### WHAT TO WORK ON
Of all the lines in the records below, copy only those that contain the string "bool".

Stored items
=-=-=
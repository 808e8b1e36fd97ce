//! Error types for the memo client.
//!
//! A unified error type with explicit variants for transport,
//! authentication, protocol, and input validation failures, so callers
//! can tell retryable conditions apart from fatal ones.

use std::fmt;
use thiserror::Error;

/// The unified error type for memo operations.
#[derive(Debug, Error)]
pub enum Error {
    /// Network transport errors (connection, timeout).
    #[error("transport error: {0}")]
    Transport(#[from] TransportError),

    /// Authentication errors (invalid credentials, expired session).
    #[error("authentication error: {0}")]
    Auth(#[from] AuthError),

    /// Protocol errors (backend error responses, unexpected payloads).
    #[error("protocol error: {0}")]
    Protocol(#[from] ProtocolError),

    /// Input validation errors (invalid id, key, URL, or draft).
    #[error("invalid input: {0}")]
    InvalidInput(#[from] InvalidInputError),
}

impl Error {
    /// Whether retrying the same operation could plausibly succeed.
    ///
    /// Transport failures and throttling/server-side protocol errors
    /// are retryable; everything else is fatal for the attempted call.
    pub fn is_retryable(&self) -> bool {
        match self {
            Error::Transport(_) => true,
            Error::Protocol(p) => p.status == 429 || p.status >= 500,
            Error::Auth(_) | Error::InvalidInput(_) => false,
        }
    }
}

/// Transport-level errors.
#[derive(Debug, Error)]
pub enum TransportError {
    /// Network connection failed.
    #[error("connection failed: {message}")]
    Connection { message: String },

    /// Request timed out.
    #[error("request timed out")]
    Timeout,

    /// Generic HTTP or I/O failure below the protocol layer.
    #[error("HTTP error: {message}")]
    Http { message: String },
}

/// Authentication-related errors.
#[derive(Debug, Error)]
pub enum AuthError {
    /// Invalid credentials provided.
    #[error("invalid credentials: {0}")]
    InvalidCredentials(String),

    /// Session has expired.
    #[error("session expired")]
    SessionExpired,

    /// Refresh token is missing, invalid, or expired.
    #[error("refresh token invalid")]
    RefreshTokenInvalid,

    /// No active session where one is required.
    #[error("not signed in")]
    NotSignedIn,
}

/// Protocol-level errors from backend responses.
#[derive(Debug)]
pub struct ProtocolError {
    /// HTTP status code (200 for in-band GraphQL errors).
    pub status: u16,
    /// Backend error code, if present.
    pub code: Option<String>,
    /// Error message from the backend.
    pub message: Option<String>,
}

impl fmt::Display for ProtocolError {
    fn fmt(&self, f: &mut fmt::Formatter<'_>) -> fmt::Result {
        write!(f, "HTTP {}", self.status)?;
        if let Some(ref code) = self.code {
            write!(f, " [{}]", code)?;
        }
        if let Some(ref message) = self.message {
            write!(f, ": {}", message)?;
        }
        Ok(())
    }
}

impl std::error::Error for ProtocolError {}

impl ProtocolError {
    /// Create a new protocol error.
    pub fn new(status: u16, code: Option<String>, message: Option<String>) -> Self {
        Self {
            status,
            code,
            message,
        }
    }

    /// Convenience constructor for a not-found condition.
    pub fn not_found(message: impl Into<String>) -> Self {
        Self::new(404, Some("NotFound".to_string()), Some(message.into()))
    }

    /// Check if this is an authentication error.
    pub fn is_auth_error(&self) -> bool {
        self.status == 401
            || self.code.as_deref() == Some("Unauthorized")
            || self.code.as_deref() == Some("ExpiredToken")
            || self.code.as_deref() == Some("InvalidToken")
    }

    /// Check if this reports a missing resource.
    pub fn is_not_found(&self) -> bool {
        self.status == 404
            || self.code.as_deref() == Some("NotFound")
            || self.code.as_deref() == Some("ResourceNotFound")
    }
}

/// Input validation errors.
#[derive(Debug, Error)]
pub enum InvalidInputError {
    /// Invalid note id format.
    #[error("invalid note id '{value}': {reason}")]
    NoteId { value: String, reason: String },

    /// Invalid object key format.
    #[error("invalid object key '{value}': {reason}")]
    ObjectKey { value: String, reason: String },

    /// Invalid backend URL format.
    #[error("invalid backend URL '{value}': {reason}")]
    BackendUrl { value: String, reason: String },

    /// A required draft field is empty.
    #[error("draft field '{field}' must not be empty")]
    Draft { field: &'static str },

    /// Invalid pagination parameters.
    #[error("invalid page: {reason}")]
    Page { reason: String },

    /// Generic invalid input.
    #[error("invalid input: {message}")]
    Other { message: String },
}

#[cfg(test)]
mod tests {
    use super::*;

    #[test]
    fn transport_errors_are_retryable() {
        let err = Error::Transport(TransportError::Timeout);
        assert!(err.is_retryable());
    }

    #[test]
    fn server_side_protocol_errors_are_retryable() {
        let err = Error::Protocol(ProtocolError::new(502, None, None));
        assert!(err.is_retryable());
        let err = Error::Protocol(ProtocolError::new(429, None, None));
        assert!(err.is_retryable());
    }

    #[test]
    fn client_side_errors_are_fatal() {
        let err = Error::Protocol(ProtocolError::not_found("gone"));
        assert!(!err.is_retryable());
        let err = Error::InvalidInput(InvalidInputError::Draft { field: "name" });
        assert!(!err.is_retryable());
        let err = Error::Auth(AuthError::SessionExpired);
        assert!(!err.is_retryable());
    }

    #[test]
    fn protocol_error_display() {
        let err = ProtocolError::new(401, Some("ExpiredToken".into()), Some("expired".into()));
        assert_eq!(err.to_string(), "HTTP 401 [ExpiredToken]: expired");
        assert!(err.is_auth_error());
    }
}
=-=-=
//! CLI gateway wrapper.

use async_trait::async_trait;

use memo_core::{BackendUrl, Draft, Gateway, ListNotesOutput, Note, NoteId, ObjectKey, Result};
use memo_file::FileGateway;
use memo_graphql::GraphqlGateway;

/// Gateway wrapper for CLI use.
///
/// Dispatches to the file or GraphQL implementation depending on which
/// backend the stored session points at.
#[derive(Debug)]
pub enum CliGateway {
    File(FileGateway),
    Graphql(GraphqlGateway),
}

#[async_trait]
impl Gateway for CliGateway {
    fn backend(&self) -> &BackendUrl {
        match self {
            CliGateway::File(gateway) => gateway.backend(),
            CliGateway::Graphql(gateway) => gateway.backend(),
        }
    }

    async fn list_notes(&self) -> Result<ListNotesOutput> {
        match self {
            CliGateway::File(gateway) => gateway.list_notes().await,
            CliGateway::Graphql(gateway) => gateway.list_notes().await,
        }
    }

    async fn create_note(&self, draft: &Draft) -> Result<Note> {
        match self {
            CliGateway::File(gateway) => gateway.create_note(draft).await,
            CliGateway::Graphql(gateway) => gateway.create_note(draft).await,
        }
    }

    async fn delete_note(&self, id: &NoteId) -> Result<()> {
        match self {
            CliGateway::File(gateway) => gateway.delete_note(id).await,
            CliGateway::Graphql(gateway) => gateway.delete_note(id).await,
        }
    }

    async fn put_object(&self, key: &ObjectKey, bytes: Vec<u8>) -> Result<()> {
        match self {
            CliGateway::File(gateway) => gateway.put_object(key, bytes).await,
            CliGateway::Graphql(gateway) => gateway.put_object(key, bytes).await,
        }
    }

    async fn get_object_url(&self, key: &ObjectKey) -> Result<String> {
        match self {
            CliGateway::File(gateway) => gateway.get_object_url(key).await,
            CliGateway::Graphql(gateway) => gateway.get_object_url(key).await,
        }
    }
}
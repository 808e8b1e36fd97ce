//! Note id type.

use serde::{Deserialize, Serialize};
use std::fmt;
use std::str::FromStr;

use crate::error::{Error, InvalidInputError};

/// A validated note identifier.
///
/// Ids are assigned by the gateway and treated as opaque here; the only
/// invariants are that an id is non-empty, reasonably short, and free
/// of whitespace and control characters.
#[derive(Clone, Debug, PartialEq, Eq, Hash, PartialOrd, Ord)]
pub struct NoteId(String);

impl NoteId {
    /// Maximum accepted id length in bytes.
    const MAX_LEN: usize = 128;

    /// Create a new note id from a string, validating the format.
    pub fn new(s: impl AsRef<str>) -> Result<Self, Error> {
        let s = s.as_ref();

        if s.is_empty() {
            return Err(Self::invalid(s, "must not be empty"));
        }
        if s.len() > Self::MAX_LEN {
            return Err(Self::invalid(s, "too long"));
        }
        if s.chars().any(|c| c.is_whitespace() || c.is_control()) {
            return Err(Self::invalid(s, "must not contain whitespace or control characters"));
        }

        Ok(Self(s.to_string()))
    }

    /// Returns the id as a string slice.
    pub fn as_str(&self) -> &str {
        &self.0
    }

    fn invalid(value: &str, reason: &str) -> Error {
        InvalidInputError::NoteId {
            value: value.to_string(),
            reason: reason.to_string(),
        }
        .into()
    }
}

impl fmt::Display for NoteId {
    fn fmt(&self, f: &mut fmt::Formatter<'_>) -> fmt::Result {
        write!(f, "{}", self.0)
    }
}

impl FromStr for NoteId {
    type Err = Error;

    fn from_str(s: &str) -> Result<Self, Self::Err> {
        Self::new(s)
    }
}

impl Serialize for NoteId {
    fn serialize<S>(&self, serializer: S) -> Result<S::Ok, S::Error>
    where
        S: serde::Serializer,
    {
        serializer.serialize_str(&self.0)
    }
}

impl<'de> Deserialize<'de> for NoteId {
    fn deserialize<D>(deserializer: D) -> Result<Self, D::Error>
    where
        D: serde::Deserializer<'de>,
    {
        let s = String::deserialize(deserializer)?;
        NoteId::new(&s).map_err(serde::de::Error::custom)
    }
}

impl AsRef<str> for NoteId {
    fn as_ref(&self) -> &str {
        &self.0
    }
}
=-=-=
### RESULT BELOW
    pub fn is_retryable(&self) -> bool {
    pub fn is_auth_error(&self) -> bool {
    pub fn is_not_found(&self) -> bool {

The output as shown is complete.